Design and implementation of ETL processes using BPMN and relational algebra
Design and implementation of ETL processes using BPMN and relational algebra
Archivos
Fecha
2020-06-13
Autores
Awiti, Judith
Vaisman, Alejandro Ariel
Zimányi, Esteban
Título de la revista
ISSN de la revista
Título del volumen
Editor
Resumen
"Extraction, transformation, and loading (ETL) processes are used to extract data from internal
and external sources of an organization, transform these data, and load them into a data
warehouse. The Business Process Modeling and Notation (BPMN) has been proposed for
expressing ETL processes at a conceptual level. A different approach is studied in this paper,
where relational algebra (RA), extended with update operations, is used for specifying ETL
processes. In this approach, data tasks in an ETL workflow can be automatically translated
into SQL queries to be executed over a DBMS. To illustrate this study, the paper addresses the
problem of updating Slowly Changing Dimensions (SCDs) with dependencies, that is, the case
when updating a SCD table impacts on associated SCD tables. Tackling this problem requires
extending the classic RA with update operations. The paper also shows the implementation
of a portion of the TPC-DI benchmark that results from both approaches.
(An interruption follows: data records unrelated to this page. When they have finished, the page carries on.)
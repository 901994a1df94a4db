//! Acceptance decision for one truck

use std::fmt;

use hw_core::config::AcceptanceRule;
use hw_vision::InfoReading;

/// Outcome of checking a reading against the rule
#[derive(Debug, Clone, Copy, PartialEq)]
pub enum Verdict {
    Accept,
    /// Strength above the configured maximum
    TooStrong { strength: f64, max: f64 },
    /// Server restriction not met; `found` is `None` when it was not read
    WrongServer { expected: Option<u32>, found: Option<u32> },
}

impl Verdict {
    pub fn is_accept(&self) -> bool {
        matches!(self, Verdict::Accept)
    }
}

impl fmt::Display for Verdict {
    fn fmt(&self, f: &mut fmt::Formatter<'_>) -> fmt::Result {
        match self {
            Verdict::Accept => write!(f, "accepted"),
            Verdict::TooStrong { strength, max } => {
                write!(f, "strength {}M above limit {}M", strength, max)
            }
            Verdict::WrongServer {
                expected,
                found: Some(found),
            } => match expected {
                Some(expected) => write!(f, "server #{} is not #{}", found, expected),
                None => write!(f, "server #{} with no server configured", found),
            },
            Verdict::WrongServer { found: None, .. } => write!(f, "server not readable"),
        }
    }
}

/// Check `info` against `rule`.
///
/// A strength that was not read does not reject; a server that was not read
/// does when the server restriction is on.
pub fn evaluate(info: &InfoReading, rule: &AcceptanceRule) -> Verdict {
    if let Some(strength) = info.strength {
        if strength > rule.max_strength {
            return Verdict::TooStrong {
                strength,
                max: rule.max_strength,
            };
        }
    }

    if rule.server_restriction_enabled {
        let matches = match (info.server, rule.server_value) {
            (Some(found), Some(expected)) => found == expected,
            _ => false,
        };
        if !matches {
            return Verdict::WrongServer {
                expected: rule.server_value,
                found: info.server,
            };
        }
    }

    Verdict::Accept
}

/// Whether the truck should be shared
pub fn accepts(info: &InfoReading, rule: &AcceptanceRule) -> bool {
    evaluate(info, rule).is_accept()
}
//! Typed boundary to the volume plugin transport
//!
//! The transport decodes requests from the container runtime and hands them
//! to a [`VolumePlugin`]. [`PluginService`] serves them from a
//! [`MountManager`], moving every call onto the blocking pool: a stuck
//! `mount` holds the manager's lock but never an async worker thread.

use std::path::PathBuf;
use std::sync::Arc;

use async_trait::async_trait;
use serde::{Deserialize, Serialize};

use crate::error::{Result, VolumeError};
use crate::mount::MountManager;
use crate::options::VolumeOptions;
use crate::registry::VolumeInfo;

/// `VolumeDriver.Create`
#[derive(Debug, Clone, Deserialize)]
pub struct CreateRequest {
    #[serde(rename = "Name")]
    pub name: String,
    #[serde(rename = "Opts", default)]
    pub options: VolumeOptions,
}

/// `VolumeDriver.Mount` and `VolumeDriver.Unmount`
#[derive(Debug, Clone, Deserialize)]
pub struct MountRequest {
    #[serde(rename = "Name")]
    pub name: String,
    #[serde(rename = "ID", default)]
    pub id: String,
}

/// Requests carrying only a volume name (`Remove`, `Path`, `Get`)
#[derive(Debug, Clone, Deserialize)]
pub struct NameRequest {
    #[serde(rename = "Name")]
    pub name: String,
}

/// Scope reported to the runtime
#[derive(Debug, Clone, PartialEq, Eq, Serialize)]
pub struct Capabilities {
    #[serde(rename = "Scope")]
    pub scope: String,
}

impl Capabilities {
    /// Volumes are only visible on the host that mounted them
    pub fn local() -> Self {
        Self {
            scope: "local".to_string(),
        }
    }
}

/// Operations the transport can invoke
#[async_trait]
pub trait VolumePlugin: Send + Sync {
    async fn create(&self, req: CreateRequest) -> Result<()>;

    async fn remove(&self, req: NameRequest) -> Result<()>;

    /// Returns the host path to bind into the container
    async fn mount(&self, req: MountRequest) -> Result<PathBuf>;

    async fn unmount(&self, req: MountRequest) -> Result<()>;

    async fn path(&self, req: NameRequest) -> Result<PathBuf>;

    async fn get(&self, req: NameRequest) -> Result<VolumeInfo>;

    async fn list(&self) -> Result<Vec<VolumeInfo>>;

    fn capabilities(&self) -> Capabilities {
        Capabilities::local()
    }
}

/// [`VolumePlugin`] backed by a [`MountManager`]
#[derive(Clone)]
pub struct PluginService {
    manager: Arc<MountManager>,
}

impl PluginService {
    pub fn new(manager: Arc<MountManager>) -> Self {
        Self { manager }
    }

    pub fn manager(&self) -> &Arc<MountManager> {
        &self.manager
    }

    async fn blocking<T, F>(&self, f: F) -> Result<T>
    where
        F: FnOnce(&MountManager) -> Result<T> + Send + 'static,
        T: Send + 'static,
    {
        let manager = self.manager.clone();
        tokio::task::spawn_blocking(move || f(&manager))
            .await
            .map_err(|e| VolumeError::Task(e.to_string()))?
    }
}

#[async_trait]
impl VolumePlugin for PluginService {
    async fn create(&self, req: CreateRequest) -> Result<()> {
        self.blocking(move |m| m.create(&req.name, req.options)).await
    }

    async fn remove(&self, req: NameRequest) -> Result<()> {
        self.blocking(move |m| m.remove(&req.name)).await
    }

    async fn mount(&self, req: MountRequest) -> Result<PathBuf> {
        self.blocking(move |m| m.mount(&req.name, &req.id)).await
    }

    async fn unmount(&self, req: MountRequest) -> Result<()> {
        self.blocking(move |m| m.unmount(&req.name, &req.id)).await
    }

    async fn path(&self, req: NameRequest) -> Result<PathBuf> {
        self.blocking(move |m| m.path(&req.name)).await
    }

    async fn get(&self, req: NameRequest) -> Result<VolumeInfo> {
        self.blocking(move |m| m.get(&req.name)).await
    }

    async fn list(&self) -> Result<Vec<VolumeInfo>> {
        self.blocking(|m| Ok(m.list())).await
    }
}
//! Configuration parsing and structures

use std::path::{Path, PathBuf};

use serde::Deserialize;

use crate::env;

/// Standard Ceph monitor port
pub const DEFAULT_CEPH_PORT: u16 = 6789;

/// Driver kind passed to the reconciliation script and used in the refs file name
pub const DRIVER_KIND: &str = "ceph";

// =============================================================================
// Raw Config (Deserialized from YAML)
// =============================================================================

/// Raw configuration as deserialized from YAML.
/// This is converted to `Config` via `resolve()`.
#[derive(Debug, Clone, Deserialize)]
pub struct RawConfig {
    /// Logging configuration
    #[serde(default)]
    pub logging: LoggingConfig,

    /// Ceph cluster defaults applied to every volume
    #[serde(default)]
    pub ceph: RawCephDefaults,

    /// Local directory under which volumes are mounted
    pub mount_root: PathBuf,

    /// Startup reconciliation
    #[serde(default)]
    pub reconcile: RawReconcileConfig,
}

/// Ceph defaults as written in the file
#[derive(Debug, Clone, Deserialize, Default)]
pub struct RawCephDefaults {
    /// cephx user name (without the `name=` prefix)
    pub username: Option<String>,

    /// cephx secret, may reference `${ENV}`
    pub password: Option<String>,

    /// Extra auth context option, passed through verbatim
    pub context: Option<String>,

    /// Default monitor host
    pub endpoint: Option<String>,

    /// Default monitor port
    pub port: Option<u16>,

    /// Default extra mount options, comma separated
    pub options: Option<String>,
}

/// Reconciliation section as written in the file
#[derive(Debug, Clone, Deserialize, Default)]
pub struct RawReconcileConfig {
    /// Script that enumerates live volume references
    pub script: Option<PathBuf>,

    /// File the script writes `<name> <refs>` lines to
    pub refs_file: Option<PathBuf>,
}

// =============================================================================
// Resolved Config (Ready for use)
// =============================================================================

/// Top-level configuration (resolved from RawConfig)
#[derive(Debug, Clone)]
pub struct Config {
    /// Logging configuration
    pub logging: LoggingConfig,

    /// Ceph defaults (fully resolved)
    pub ceph: CephDefaults,

    /// Local directory under which volumes are mounted
    pub mount_root: PathBuf,

    /// Startup reconciliation (fully resolved)
    pub reconcile: ReconcileConfig,
}

/// Logging configuration
#[derive(Debug, Clone, Deserialize)]
pub struct LoggingConfig {
    /// Log level (trace, debug, info, warn, error)
    #[serde(default = "default_log_level")]
    pub level: String,
}

fn default_log_level() -> String {
    "info".to_string()
}

impl Default for LoggingConfig {
    fn default() -> Self {
        Self {
            level: default_log_level(),
        }
    }
}

/// Daemon-wide Ceph defaults, fixed for the process lifetime
#[derive(Clone, Default)]
pub struct CephDefaults {
    pub username: String,
    pub password: String,
    pub context: String,
    pub endpoint: String,
    pub port: u16,
    /// Default extra mount options; `None` when not configured
    pub options: Option<String>,
}

impl std::fmt::Debug for CephDefaults {
    fn fmt(&self, f: &mut std::fmt::Formatter<'_>) -> std::fmt::Result {
        f.debug_struct("CephDefaults")
            .field("username", &self.username)
            .field("password", &"****")
            .field("context", &self.context)
            .field("endpoint", &self.endpoint)
            .field("port", &self.port)
            .field("options", &self.options)
            .finish()
    }
}

/// Reconciliation configuration (resolved)
#[derive(Debug, Clone)]
pub struct ReconcileConfig {
    /// Optional enumeration script, run as `<script> <kind> <mount_root>`
    pub script: Option<PathBuf>,

    /// Result file read after the script runs
    pub refs_file: PathBuf,
}

impl Default for ReconcileConfig {
    fn default() -> Self {
        Self {
            script: None,
            refs_file: default_refs_file(),
        }
    }
}

fn default_refs_file() -> PathBuf {
    PathBuf::from(format!("/tmp/docker-volume-refs-{}", DRIVER_KIND))
}

// =============================================================================
// Resolution Logic
// =============================================================================

impl RawConfig {
    /// Resolve raw config into final config, filling defaults and expanding secrets
    pub fn resolve(self) -> Result<Config, ConfigError> {
        let RawConfig {
            logging,
            ceph,
            mount_root,
            reconcile,
        } = self;

        let password = match ceph.password {
            Some(p) => env::expand(&p)?,
            None => String::new(),
        };

        let options = ceph.options.filter(|o| !o.trim().is_empty());

        Ok(Config {
            logging,
            ceph: CephDefaults {
                username: ceph.username.unwrap_or_default(),
                password,
                context: ceph.context.unwrap_or_default(),
                endpoint: ceph.endpoint.unwrap_or_default(),
                port: ceph.port.unwrap_or(DEFAULT_CEPH_PORT),
                options,
            },
            mount_root,
            reconcile: ReconcileConfig {
                script: reconcile.script,
                refs_file: reconcile.refs_file.unwrap_or_else(default_refs_file),
            },
        })
    }
}

impl Config {
    /// Load configuration from a YAML file
    pub fn from_file(path: &Path) -> Result<Self, ConfigError> {
        let content = std::fs::read_to_string(path)
            .map_err(|e| ConfigError::ReadError(path.to_path_buf(), e.to_string()))?;

        Self::from_str(&content)
    }

    /// Parse configuration from a YAML string
    pub fn from_str(content: &str) -> Result<Self, ConfigError> {
        let raw: RawConfig =
            serde_yaml::from_str(content).map_err(|e| ConfigError::ParseError(e.to_string()))?;
        raw.resolve()
    }

    /// Validate the configuration
    pub fn validate(&self) -> Result<(), ConfigError> {
        if !self.mount_root.is_absolute() {
            return Err(ConfigError::ValidationError(format!(
                "mount_root must be an absolute path: {:?}",
                self.mount_root
            )));
        }

        if self.ceph.port == 0 {
            return Err(ConfigError::ValidationError(
                "ceph.port cannot be 0".to_string(),
            ));
        }

        if let Some(script) = &self.reconcile.script {
            if !script.is_absolute() {
                return Err(ConfigError::ValidationError(format!(
                    "reconcile.script must be an absolute path: {:?}",
                    script
                )));
            }
        }

        Ok(())
    }
}

/// Configuration error types
#[derive(Debug, thiserror::Error)]
pub enum ConfigError {
    #[error("Failed to read config file {0}: {1}")]
    ReadError(PathBuf, String),

    #[error("Failed to parse config: {0}")]
    ParseError(String),

    #[error("Configuration validation error: {0}")]
    ValidationError(String),
}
Thus, the paper
presents three implementations: (a) An SQL implementation based on the extended RA-based
specification of an ETL process expressed in BPMN4ETL; and (b) Two implementations of
workflows that follow from BPMN4ETL, one that uses the Pentaho DI tool, and another one
that uses Talend Open Studio for DI. Experiments over these implementations of the TPC-DI
benchmark for different scale factors were carried out, and are described and discussed in the
paper, showing that the extended RA approach results in more efficient processes than the ones
produced by implementing the BPMN4ETL specification over the mentioned ETL tools. The
reasons for this result are also discussed."